The authors of [86] designed a nested ensemble filter-wrapper hybrid feature selection method consisting of two stages. In the filtering stage tree-based ensemble consisting of random forest and extra tree classifiers are used to evaluate individual feature importances and the top 20 features are fed to the second stage in which random forest-based sequential backward selection is applied to eliminate the remaining redundant and correlated features. Extensive empirical testing showed that the proposed methodology significantly outperforms the benchmarks algorithms especially on multi-class datasets. A multi-filter hybrid method was developed in [87] for cancer classification. Three filter methods are employed to rank the features. The top candidates from each filter are merged, and a genetic algorithm-based wrapper is then applied to select an optimal feature subset. This multi-filter approach not only reduces redundancy, but also improves classification accuracy compared to using a single filter.

6.2. Graph Theory-Based Feature Selection

Graph theory-based feature selection methods have gained prominence due to their ability to model complex feature relationships effectively. By representing features as nodes and defining edges based on similarity measures, these methods facilitate a structured analysis that enhances the selection process [88,89].

A fundamental approach in graph-based feature selection involves constructing an undirected graph, where each feature corresponds to a node, and the edges represent dependencies or interactions between them. In cancer classification, for instance, Zhou et al. [88] proposed a method utilizing the maximum mutual information coefficient to establish relationships among genes. The approach identifies core features within the graph, ensuring the selection of an informative subset that minimizes redundancy while preserving classification accuracy.
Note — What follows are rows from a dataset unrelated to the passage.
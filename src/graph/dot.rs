use super::{GraphError, GraphModel};

impl GraphModel {
    /// 生成 Graphviz DOT 格式的图描述字符串
    ///
    /// 每个分层行输出为一个`rank=same`分组，使 Graphviz 的布局与`assign_rows`一致；
    /// 边按各节点连接的声明顺序输出。节点填充色取自层类型。
    pub fn to_dot(&self) -> Result<String, GraphError> {
        let rows = self.assign_node_rows()?;
        let mut dot = String::new();

        dot.push_str("digraph Model {\n");
        dot.push_str("    rankdir=TB;\n"); // 从上到下
        dot.push_str("    node [shape=box, style=\"rounded,filled\", fontname=\"Arial\"];\n");
        dot.push('\n');

        for node in rows.iter().flatten() {
            let record = node.record();
            let [r, g, b] = record.kind.color();
            dot.push_str(&format!(
                "    n{} [label=\"{}\\n{} → {}\\nparams: {}\", fillcolor=\"#{:02x}{:02x}{:02x}\"];\n",
                node.id().0,
                escape_label(&record.kind.as_str().to_uppercase()),
                record.input_shape,
                record.output_shape,
                record.parameters,
                r,
                g,
                b
            ));
        }
        dot.push('\n');

        for row in &rows {
            let members: Vec<String> = row.iter().map(|node| format!("n{}", node.id().0)).collect();
            dot.push_str(&format!("    {{ rank=same; {}; }}\n", members.join("; ")));
        }
        dot.push('\n');

        for node in rows.iter().flatten() {
            for target in node.connections() {
                dot.push_str(&format!("    n{} -> n{};\n", node.id().0, target.0));
            }
        }

        dot.push_str("}\n");
        Ok(dot)
    }
}

/// 转义 DOT 双引号字符串中的反斜杠与双引号
fn escape_label(text: &str) -> String {
    let mut escaped = String::with_capacity(text.len());
    for ch in text.chars() {
        if matches!(ch, '\\' | '"') {
            escaped.push('\\');
        }
        escaped.push(ch);
    }
    escaped
}
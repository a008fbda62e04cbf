use super::{GraphError, GraphModel, LayerRecord, NodeId};
use crate::tensor::TensorShape;

/// 把顺序模型的各层串成一条链：`root → layer1 → layer2 → ...`。
/// 根节点是合成的入口节点，其形状取第一层的输入形状（没有层时为空形状）。
pub fn build_chain(name: &str, layers: Vec<LayerRecord>) -> Result<GraphModel, GraphError> {
    let mut graph = GraphModel::new(name, entry_record(layers.first()));
    let mut previous = graph.root_id();
    for record in layers {
        let id = graph.add_node(record);
        graph.connect(previous, id)?;
        previous = id;
    }
    Ok(graph)
}

/// 按各层声明的输入建成有向无环图（如残差块）。
///
/// `layers[i].1`为第`i`层的输入层下标：
/// - `None`：承接前一层（第0层承接根节点）；
/// - `Some(vec![])`：直接承接根节点；
/// - `Some(inputs)`：每个下标都必须小于`i`，否则返回`GraphError::InvalidInput`。
///
/// 同一父节点上的连接按层的顺序追加，保证分层结果的行内顺序稳定。
pub fn build_dag(
    name: &str,
    layers: Vec<(LayerRecord, Option<Vec<usize>>)>,
) -> Result<GraphModel, GraphError> {
    let mut graph = GraphModel::new(name, entry_record(layers.first().map(|(record, _)| record)));
    let root = graph.root_id();

    let mut ids: Vec<NodeId> = Vec::with_capacity(layers.len());
    for (index, (record, inputs)) in layers.into_iter().enumerate() {
        let sources: Vec<NodeId> = match inputs {
            None if index == 0 => vec![root],
            None => vec![ids[index - 1]],
            Some(inputs) if inputs.is_empty() => vec![root],
            Some(inputs) => inputs
                .into_iter()
                .map(|input| {
                    ids.get(input)
                        .copied()
                        .ok_or(GraphError::InvalidInput {
                            layer: index,
                            input,
                        })
                })
                .collect::<Result<_, _>>()?,
        };

        let id = graph.add_node(record);
        for source in sources {
            graph.connect(source, id)?;
        }
        ids.push(id);
    }
    Ok(graph)
}

fn entry_record(first: Option<&LayerRecord>) -> LayerRecord {
    let shape = first.map_or_else(TensorShape::empty, |record| record.input_shape);
    LayerRecord::input(shape)
}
The methodology has demonstrated improvements in predictive performance compared to traditional selection techniques.

Graph-theoretic approaches have also been applied in supervised learning settings. Rostami et al. [89] introduced a multi-objective optimization framework for selecting relevant genes in microarray data. The method employs centrality measures and community detection to identify genes that exhibit strong dependencies with class labels while maintaining diversity among selected features. The optimization framework effectively balances feature relevance and redundancy, leading to more robust and interpretable selections.

In unsupervised scenarios, where class labels are unavailable, feature selection relies on preserving the intrinsic structure of the data. A common strategy involves constructing a similarity graph among features and selecting those that best maintain the structural integrity of the graph. Tang et al. [90] proposed an advanced technique that leverages multiple graph fusion, integrating different similarity graphs to enhance robustness. By learning feature weights dynamically, this approach selects features that best capture the overall data distribution, thereby improving clustering and classification performance.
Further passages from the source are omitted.